Saved data entries:
++++++

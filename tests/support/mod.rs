//! In-memory driver and recording hook shared by the integration tests.

#![allow(dead_code)]

use async_trait::async_trait;
use db_mediator::error::{DbError, DbResult};
use db_mediator::models::{DatabaseType, QueryOutput, QueryParam};
use db_mediator::{DedicatedRunner, Driver, QueryHook, RawRunner, ReleaseMode};
use serde_json::json;
use std::sync::atomic::{AtomicBool, AtomicUsize, Ordering};
use std::sync::{Arc, Mutex};
use std::time::Duration;

/// Everything the mock driver observed, plus knobs to make it misbehave.
#[derive(Default)]
pub struct MockState {
    pub statements: Mutex<Vec<String>>,
    pub releases: Mutex<Vec<ReleaseMode>>,
    pub connects: AtomicUsize,
    pub disconnects: AtomicUsize,
    pub checkouts: AtomicUsize,
    pub connected: AtomicBool,
    pub fail_connect: AtomicBool,
    pub fail_disconnect: AtomicBool,
    pub fail_release: AtomicBool,
    /// Statements containing this text fail
    pub fail_on: Mutex<Option<String>>,
    pub delay: Mutex<Duration>,
    /// Added to every connect and disconnect
    pub lifecycle_delay: Mutex<Duration>,
}

impl MockState {
    pub fn statements(&self) -> Vec<String> {
        self.statements.lock().unwrap().clone()
    }

    pub fn releases(&self) -> Vec<ReleaseMode> {
        self.releases.lock().unwrap().clone()
    }

    pub fn fail_on(&self, fragment: &str) {
        *self.fail_on.lock().unwrap() = Some(fragment.to_string());
    }

    pub fn set_delay(&self, delay: Duration) {
        *self.delay.lock().unwrap() = delay;
    }

    pub fn set_lifecycle_delay(&self, delay: Duration) {
        *self.lifecycle_delay.lock().unwrap() = delay;
    }

    async fn lifecycle_pause(&self) {
        let delay = *self.lifecycle_delay.lock().unwrap();
        if !delay.is_zero() {
            tokio::time::sleep(delay).await;
        }
    }

    async fn execute(&self, sql: &str, params: &[QueryParam]) -> DbResult<QueryOutput> {
        self.statements.lock().unwrap().push(sql.to_string());

        let delay = *self.delay.lock().unwrap();
        if !delay.is_zero() {
            tokio::time::sleep(delay).await;
        }

        let failing = self.fail_on.lock().unwrap().clone();
        if failing.is_some_and(|fragment| sql.contains(&fragment)) {
            return Err(DbError::database(
                format!("mock failure for: {}", sql),
                Some("42000".to_string()),
                "Check the SQL syntax and referenced objects",
            ));
        }

        let mut output = QueryOutput::default();
        if sql.trim_start().to_uppercase().starts_with("SELECT") {
            let mut row = serde_json::Map::new();
            row.insert("value".to_string(), json!(params.len() as i64 + 1));
            output.rows.push(row);
        } else {
            output.rows_affected = 1;
        }
        Ok(output)
    }
}

/// Driver that records statements instead of talking to a server.
pub struct MockDriver {
    db_type: DatabaseType,
    state: Arc<MockState>,
}

impl MockDriver {
    pub fn new(db_type: DatabaseType) -> Self {
        Self {
            db_type,
            state: Arc::new(MockState::default()),
        }
    }

    pub fn mysql() -> Self {
        Self::new(DatabaseType::MySQL)
    }

    pub fn postgres() -> Self {
        Self::new(DatabaseType::PostgreSQL)
    }

    pub fn state(&self) -> Arc<MockState> {
        Arc::clone(&self.state)
    }

    fn require_connected(&self) -> DbResult<()> {
        if self.state.connected.load(Ordering::SeqCst) {
            Ok(())
        } else {
            Err(DbError::connection("mock pool does not exist", "connect first"))
        }
    }
}

#[async_trait]
impl Driver for MockDriver {
    fn database_type(&self) -> DatabaseType {
        self.db_type
    }

    async fn connect(&self) -> DbResult<()> {
        self.state.connects.fetch_add(1, Ordering::SeqCst);
        self.state.lifecycle_pause().await;
        if self.state.fail_connect.load(Ordering::SeqCst) {
            return Err(DbError::connection("connection refused", "start the server"));
        }
        self.state.connected.store(true, Ordering::SeqCst);
        Ok(())
    }

    async fn disconnect(&self) -> DbResult<()> {
        self.state.disconnects.fetch_add(1, Ordering::SeqCst);
        self.state.lifecycle_pause().await;
        if self.state.fail_disconnect.load(Ordering::SeqCst) {
            return Err(DbError::internal("mock disconnect failure"));
        }
        self.state.connected.store(false, Ordering::SeqCst);
        Ok(())
    }

    async fn pooled_runner(&self) -> DbResult<Arc<dyn RawRunner>> {
        self.require_connected()?;
        Ok(Arc::new(MockRunner {
            state: self.state(),
            released: false,
        }))
    }

    async fn dedicated_runner(&self) -> DbResult<Box<dyn DedicatedRunner>> {
        self.require_connected()?;
        self.state.checkouts.fetch_add(1, Ordering::SeqCst);
        Ok(Box::new(MockRunner {
            state: self.state(),
            released: false,
        }))
    }
}

struct MockRunner {
    state: Arc<MockState>,
    released: bool,
}

#[async_trait]
impl RawRunner for MockRunner {
    async fn run(&self, sql: &str, params: &[QueryParam]) -> DbResult<QueryOutput> {
        if self.released {
            return Err(DbError::connection("mock runner released", "get a new runner"));
        }
        self.state.execute(sql, params).await
    }
}

#[async_trait]
impl DedicatedRunner for MockRunner {
    async fn release(&mut self, mode: ReleaseMode) -> DbResult<()> {
        self.released = true;
        self.state.releases.lock().unwrap().push(mode);
        if self.state.fail_release.load(Ordering::SeqCst) {
            return Err(DbError::internal("mock release failure"));
        }
        Ok(())
    }
}

/// One hook notification.
#[derive(Debug, Clone, PartialEq)]
pub enum HookCall {
    Query(String),
    Error(String),
    Slow(String, Duration),
}

/// Hook that remembers every notification it receives.
#[derive(Default)]
pub struct RecordingHook {
    calls: Mutex<Vec<HookCall>>,
}

impl RecordingHook {
    pub fn calls(&self) -> Vec<HookCall> {
        self.calls.lock().unwrap().clone()
    }

    pub fn queries(&self) -> Vec<String> {
        self.calls()
            .into_iter()
            .filter_map(|call| match call {
                HookCall::Query(sql) => Some(sql),
                _ => None,
            })
            .collect()
    }

    pub fn slow_calls(&self) -> Vec<(String, Duration)> {
        self.calls()
            .into_iter()
            .filter_map(|call| match call {
                HookCall::Slow(sql, elapsed) => Some((sql, elapsed)),
                _ => None,
            })
            .collect()
    }
}

impl QueryHook for RecordingHook {
    fn on_query(&self, sql: &str, _params: &[QueryParam]) {
        self.calls.lock().unwrap().push(HookCall::Query(sql.to_string()));
    }

    fn on_error(&self, _error: &DbError, sql: &str, _params: &[QueryParam]) {
        self.calls.lock().unwrap().push(HookCall::Error(sql.to_string()));
    }

    fn on_slow(&self, elapsed: Duration, sql: &str, _params: &[QueryParam]) {
        self.calls
            .lock()
            .unwrap()
            .push(HookCall::Slow(sql.to_string(), elapsed));
    }
}

/// Hook that panics on every notification.
pub struct PanickingHook;

impl QueryHook for PanickingHook {
    fn on_query(&self, _sql: &str, _params: &[QueryParam]) {
        panic!("hook exploded");
    }

    fn on_error(&self, _error: &DbError, _sql: &str, _params: &[QueryParam]) {
        panic!("hook exploded");
    }
}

++++++

Aim of the exercise:
The entries above must be transcribed word for word.

Answer box:
filename tests/support/mod.rs
//! In-memory driver and recording hook shared by the integration tests.

#![allow(dead_code)]

use async_trait::async_trait;
use db_mediator::error::{DbError, DbResult};
use db_mediator::models::{DatabaseType, QueryOutput, QueryParam};
use db_mediator::{DedicatedRunner, Driver, QueryHook, RawRunner, ReleaseMode};
use serde_json::json;
use std::sync::atomic::{AtomicBool, AtomicUsize, Ordering};
use std::sync::{Arc, Mutex};
use std::time::Duration;

/// Everything the mock driver observed, plus knobs to make it misbehave.
#[derive(Default)]
pub struct MockState {
    pub statements: Mutex<Vec<String>>,
    pub releases: Mutex<Vec<ReleaseMode>>,
    pub connects: AtomicUsize,
    pub disconnects: AtomicUsize,
    pub checkouts: AtomicUsize,
    pub connected: AtomicBool,
    pub fail_connect: AtomicBool,
    pub fail_disconnect: AtomicBool,
    pub fail_release: AtomicBool,
    /// Statements containing this text fail
    pub fail_on: Mutex<Option<String>>,
    pub delay: Mutex<Duration>,
    /// Added to every connect and disconnect
    pub lifecycle_delay: Mutex<Duration>,
}

impl MockState {
    pub fn statements(&self) -> Vec<String> {
        self.statements.lock().unwrap().clone()
    }

    pub fn releases(&self) -> Vec<ReleaseMode> {
        self.releases.lock().unwrap().clone()
    }

    pub fn fail_on(&self, fragment: &str) {
        *self.fail_on.lock().unwrap() = Some(fragment.to_string());
    }

    pub fn set_delay(&self, delay: Duration) {
        *self.delay.lock().unwrap() = delay;
    }

    pub fn set_lifecycle_delay(&self, delay: Duration) {
        *self.lifecycle_delay.lock().unwrap() = delay;
    }

    async fn lifecycle_pause(&self) {
        let delay = *self.lifecycle_delay.lock().unwrap();
        if !delay.is_zero() {
            tokio::time::sleep(delay).await;
        }
    }

    async fn execute(&self, sql: &str, params: &[QueryParam]) -> DbResult<QueryOutput> {
        self.statements.lock().unwrap().push(sql.to_string());

        let delay = *self.delay.lock().unwrap();
        if !delay.is_zero() {
            tokio::time::sleep(delay).await;
        }

        let failing = self.fail_on.lock().unwrap().clone();
        if failing.is_some_and(|fragment| sql.contains(&fragment)) {
            return Err(DbError::database(
                format!("mock failure for: {}", sql),
                Some("42000".to_string()),
                "Check the SQL syntax and referenced objects",
            ));
        }

        let mut output = QueryOutput::default();
        if sql.trim_start().to_uppercase().starts_with("SELECT") {
            let mut row = serde_json::Map::new();
            row.insert("value".to_string(), json!(params.len() as i64 + 1));
            output.rows.push(row);
        } else {
            output.rows_affected = 1;
        }
        Ok(output)
    }
}

/// Driver that records statements instead of talking to a server.
pub struct MockDriver {
    db_type: DatabaseType,
    state: Arc<MockState>,
}

impl MockDriver {
    pub fn new(db_type: DatabaseType) -> Self {
        Self {
            db_type,
            state: Arc::new(MockState::default()),
        }
    }

    pub fn mysql() -> Self {
        Self::new(DatabaseType::MySQL)
    }

    pub fn postgres() -> Self {
        Self::new(DatabaseType::PostgreSQL)
    }

    pub fn state(&self) -> Arc<MockState> {
        Arc::clone(&self.state)
    }

    fn require_connected(&self) -> DbResult<()> {
        if self.state.connected.load(Ordering::SeqCst) {
            Ok(())
        } else {
            Err(DbError::connection("mock pool does not exist", "connect first"))
        }
    }
}

#[async_trait]
impl Driver for MockDriver {
    fn database_type(&self) -> DatabaseType {
        self.db_type
    }

    async fn connect(&self) -> DbResult<()> {
        self.state.connects.fetch_add(1, Ordering::SeqCst);
        self.state.lifecycle_pause().await;
        if self.state.fail_connect.load(Ordering::SeqCst) {
            return Err(DbError::connection("connection refused", "start the server"));
        }
        self.state.connected.store(true, Ordering::SeqCst);
        Ok(())
    }

    async fn disconnect(&self) -> DbResult<()> {
        self.state.disconnects.fetch_add(1, Ordering::SeqCst);
        self.state.lifecycle_pause().await;
        if self.state.fail_disconnect.load(Ordering::SeqCst) {
            return Err(DbError::internal("mock disconnect failure"));
        }
        self.state.connected.store(false, Ordering::SeqCst);
        Ok(())
    }

    async fn pooled_runner(&self) -> DbResult<Arc<dyn RawRunner>> {
        self.require_connected()?;
        Ok(Arc::new(MockRunner {
            state: self.state(),
            released: false,
        }))
    }

    async fn dedicated_runner(&self) -> DbResult<Box<dyn DedicatedRunner>> {
        self.require_connected()?;
        self.state.checkouts.fetch_add(1, Ordering::SeqCst);
        Ok(Box::new(MockRunner {
            state: self.state(),
            released: false,
        }))
    }
}

struct MockRunner {
    state: Arc<MockState>,
    released: bool,
}

#[async_trait]
impl RawRunner for MockRunner {
    async fn run(&self, sql: &str, params: &[QueryParam]) -> DbResult<QueryOutput> {
        if self.released {
            return Err(DbError::connection("mock runner released", "get a new runner"));
        }
        self.state.execute(sql, params).await
    }
}

#[async_trait]
impl DedicatedRunner for MockRunner {
    async fn release(&mut self, mode: ReleaseMode) -> DbResult<()> {
        self.released = true;
        self.state.releases.lock().unwrap().push(mode);
        if self.state.fail_release.load(Ordering::SeqCst) {
            return Err(DbError::internal("mock release failure"));
        }
        Ok(())
    }
}

/// One hook notification.
#[derive(Debug, Clone, PartialEq)]
pub enum HookCall {
    Query(String),
    Error(String),
    Slow(String, Duration),
}

/// Hook that remembers every notification it receives.
#[derive(Default)]
pub struct RecordingHook {
    calls: Mutex<Vec<HookCall>>,
}

impl RecordingHook {
    pub fn calls(&self) -> Vec<HookCall> {
        self.calls.lock().unwrap().clone()
    }

    pub fn queries(&self) -> Vec<String> {
        self.calls()
            .into_iter()
            .filter_map(|call| match call {
                HookCall::Query(sql) => Some(sql),
                _ => None,
            })
            .collect()
    }

    pub fn slow_calls(&self) -> Vec<(String, Duration)> {
        self.calls()
            .into_iter()
            .filter_map(|call| match call {
                HookCall::Slow(sql, elapsed) => Some((sql, elapsed)),
                _ => None,
            })
            .collect()
    }
}

impl QueryHook for RecordingHook {
    fn on_query(&self, sql: &str, _params: &[QueryParam]) {
        self.calls.lock().unwrap().push(HookCall::Query(sql.to_string()));
    }

    fn on_error(&self, _error: &DbError, sql: &str, _params: &[QueryParam]) {
        self.calls.lock().unwrap().push(HookCall::Error(sql.to_string()));
    }

    fn on_slow(&self, elapsed: Duration, sql: &str, _params: &[QueryParam]) {
        self.calls
            .lock()
            .unwrap()
            .push(HookCall::Slow(sql.to_string(), elapsed));
    }
}

/// Hook that panics on every notification.
pub struct PanickingHook;

impl QueryHook for PanickingHook {
    fn on_query(&self, _sql: &str, _params: &[QueryParam]) {
        panic!("hook exploded");
    }

    fn on_error(&self, _error: &DbError, _sql: &str, _params: &[QueryParam]) {
        panic!("hook exploded");
    }
}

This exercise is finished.